Task data Block Start

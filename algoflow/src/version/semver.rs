//! Semantic version value type and bump rules.

use crate::errors::PipelineError;
use serde::{Deserialize, Serialize};
use std::fmt;
use std::str::FromStr;

/// The kind of version bump derived from a change set.
///
/// Ordered so that a larger bump dominates a smaller one.
#[derive(Debug, Clone, Copy, PartialEq, Eq, PartialOrd, Ord, Hash, Serialize, Deserialize)]
#[serde(rename_all = "lowercase")]
pub enum BumpKind {
    /// Backwards-compatible fix.
    Patch,
    /// Backwards-compatible feature or API-surface change.
    Minor,
    /// Breaking change.
    Major,
}

impl fmt::Display for BumpKind {
    fn fmt(&self, f: &mut fmt::Formatter<'_>) -> fmt::Result {
        match self {
            Self::Patch => write!(f, "patch"),
            Self::Minor => write!(f, "minor"),
            Self::Major => write!(f, "major"),
        }
    }
}

/// A semantic version. Ordering is lexicographic over
/// (major, minor, patch), which the derive provides given field order.
#[derive(
    Debug, Clone, Copy, PartialEq, Eq, PartialOrd, Ord, Hash, Serialize, Deserialize, Default,
)]
pub struct SemVer {
    /// Major component.
    pub major: u64,
    /// Minor component.
    pub minor: u64,
    /// Patch component.
    pub patch: u64,
}

impl SemVer {
    /// Creates a version from components.
    #[must_use]
    pub const fn new(major: u64, minor: u64, patch: u64) -> Self {
        Self {
            major,
            minor,
            patch,
        }
    }

    /// Returns the version resulting from applying exactly one bump.
    #[must_use]
    pub const fn bumped(self, kind: BumpKind) -> Self {
        match kind {
            BumpKind::Major => Self::new(self.major + 1, 0, 0),
            BumpKind::Minor => Self::new(self.major, self.minor + 1, 0),
            BumpKind::Patch => Self::new(self.major, self.minor, self.patch + 1),
        }
    }
}

impl fmt::Display for SemVer {
    fn fmt(&self, f: &mut fmt::Formatter<'_>) -> fmt::Result {
        write!(f, "{}.{}.{}", self.major, self.minor, self.patch)
    }
}

impl FromStr for SemVer {
    type Err = PipelineError;

    fn from_str(s: &str) -> Result<Self, Self::Err> {
        let mut parts = s.trim().splitn(3, '.');
        let mut next = |label: &str| -> Result<u64, PipelineError> {
            parts
                .next()
                .ok_or_else(|| {
                    PipelineError::Versioning(format!("'{s}' is missing the {label} component"))
                })?
                .parse::<u64>()
                .map_err(|_| {
                    PipelineError::Versioning(format!("'{s}' has a non-numeric {label} component"))
                })
        };

        Ok(Self {
            major: next("major")?,
            minor: next("minor")?,
            patch: next("patch")?,
        })
    }
}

Task data Block End

Your objective: For the word "Deserialize", find all matching lines in the entries above and copy them out.

Solution:
use serde::{Deserialize, Serialize};
#[derive(Debug, Clone, Copy, PartialEq, Eq, PartialOrd, Ord, Hash, Serialize, Deserialize)]
    Debug, Clone, Copy, PartialEq, Eq, PartialOrd, Ord, Hash, Serialize, Deserialize, Default,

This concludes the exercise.